Justice Brown writing for the other justices of the Supreme Court ruled as follows;
 It follows from the foregoing that I agree with the Province that the databases constitute “health care records and documents of particular individual insured persons or documents relating to the provision of health care benefits for particular individual insured persons”. As such, by operation of section 2(5)(b) the databases are not compellable. To be clear, the databases will be compellable once “relied on by an expert witness”: section. 2(5)(b).
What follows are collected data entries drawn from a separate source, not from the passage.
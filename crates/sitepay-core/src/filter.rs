//! The filter evaluator: decides which requests a dashboard query selects.
//!
//! All criteria are optional and combine as a conjunction; an absent
//! criterion imposes no constraint. The month criterion compares only the
//! calendar year and month of the request date.

use std::{fmt, str::FromStr};

use chrono::{Datelike, NaiveDate};

use crate::{error::Error, request::{RequestDetails, Urgency}};

// ─── YearMonth ───────────────────────────────────────────────────────────────

/// A calendar year-month, parsed from and rendered as `YYYY-MM`.
#[derive(Debug, Clone, Copy, PartialEq, Eq, PartialOrd, Ord)]
pub struct YearMonth {
  pub year:  i32,
  pub month: u32,
}

impl YearMonth {
  /// The year-month a date falls in.
  pub fn of(date: NaiveDate) -> Self {
    Self { year: date.year(), month: date.month() }
  }
}

impl FromStr for YearMonth {
  type Err = Error;

  fn from_str(s: &str) -> Result<Self, Error> {
    let invalid = || Error::InvalidMonth(s.to_owned());
    let (year, month) = s.split_once('-').ok_or_else(invalid)?;
    let year: i32 = year.parse().map_err(|_| invalid())?;
    let month: u32 = month.parse().map_err(|_| invalid())?;
    if !(1..=12).contains(&month) {
      return Err(invalid());
    }
    Ok(Self { year, month })
  }
}

impl fmt::Display for YearMonth {
  fn fmt(&self, f: &mut fmt::Formatter<'_>) -> fmt::Result {
    write!(f, "{:04}-{:02}", self.year, self.month)
  }
}

// ─── RequestFilter ───────────────────────────────────────────────────────────

/// Optional selection criteria for the dashboard query.
#[derive(Debug, Clone, Copy, Default)]
pub struct RequestFilter {
  pub worksite_id: Option<i64>,
  pub supplier_id: Option<i64>,
  pub urgency:     Option<Urgency>,
  pub month:       Option<YearMonth>,
}

impl RequestFilter {
  /// Whether `details` satisfies every present criterion.
  pub fn matches(&self, details: &RequestDetails) -> bool {
    let r = &details.request;
    self.worksite_id.is_none_or(|id| r.worksite_id == id)
      && self.supplier_id.is_none_or(|id| r.supplier_id == id)
      && self.urgency.is_none_or(|u| r.urgency == u)
      && self.month.is_none_or(|m| YearMonth::of(r.date) == m)
  }
}

// ─── Tests ───────────────────────────────────────────────────────────────────

#[cfg(test)]
mod tests {
  use super::*;
  use crate::{
    request::Request,
    supplier::Supplier,
    worksite::Worksite,
  };

  fn details(worksite_id: i64, supplier_id: i64, urgency: Urgency, date: &str) -> RequestDetails {
    RequestDetails {
      request:  Request {
        id: 1,
        worksite_id,
        supplier_id,
        description: "Ciment".into(),
        amount: 5000.0,
        urgency,
        comment: None,
        date: date.parse().unwrap(),
      },
      worksite: Worksite {
        id:       worksite_id,
        name:     "Chantier A".into(),
        manager:  "Jean Dupont".into(),
        location: "Casablanca".into(),
      },
      supplier: Supplier {
        id:       supplier_id,
        name:     "Fournisseur Alpha".into(),
        category: "Matériaux".into(),
      },
      payments: vec![],
    }
  }

  #[test]
  fn empty_filter_matches_everything() {
    let filter = RequestFilter::default();
    assert!(filter.matches(&details(1, 2, Urgency::Urgent, "2024-07-01")));
    assert!(filter.matches(&details(9, 9, Urgency::Normal, "1999-01-31")));
  }

  #[test]
  fn worksite_criterion_is_exact() {
    let filter = RequestFilter { worksite_id: Some(1), ..Default::default() };
    assert!(filter.matches(&details(1, 2, Urgency::Normal, "2024-07-01")));
    assert!(!filter.matches(&details(2, 2, Urgency::Normal, "2024-07-01")));
  }

  #[test]
  fn month_criterion_ignores_the_day() {
    let filter = RequestFilter {
      month: Some("2024-07".parse().unwrap()),
      ..Default::default()
    };
    assert!(filter.matches(&details(1, 1, Urgency::Normal, "2024-07-01")));
    assert!(filter.matches(&details(1, 1, Urgency::Normal, "2024-07-31")));
    assert!(!filter.matches(&details(1, 1, Urgency::Normal, "2024-06-15")));
  }

  #[test]
  fn criteria_combine_as_a_conjunction() {
    let filter = RequestFilter {
      worksite_id: Some(1),
      urgency:     Some(Urgency::Urgent),
      ..Default::default()
    };
    assert!(filter.matches(&details(1, 2, Urgency::Urgent, "2024-07-01")));
    assert!(!filter.matches(&details(1, 2, Urgency::Normal, "2024-07-01")));
    assert!(!filter.matches(&details(2, 2, Urgency::Urgent, "2024-07-01")));
  }

  #[test]
  fn year_month_parses_and_displays() {
    let ym: YearMonth = "2024-07".parse().unwrap();
    assert_eq!(ym, YearMonth { year: 2024, month: 7 });
    assert_eq!(ym.to_string(), "2024-07");
  }

  #[test]
  fn year_month_rejects_garbage() {
    assert!("2024".parse::<YearMonth>().is_err());
    assert!("2024-13".parse::<YearMonth>().is_err());
    assert!("2024-00".parse::<YearMonth>().is_err());
    assert!("abcd-ef".parse::<YearMonth>().is_err());
  }
}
A “statistically meaningful sample” of the databases, once anonymized, may also be compelled on a successful application under sections. 2(5)(d) and 2(5)(e).

I would therefore allow the appeal, with costs in this Court and in the courts below, set aside the order of the application judge, and dismiss the application of Philip Morris for an order requiring production of the health care databases.

The medical privacy of those persons whose medical records are therefore sealed and not available to tobacco firms is assurance that privacy is still paramount in Canada.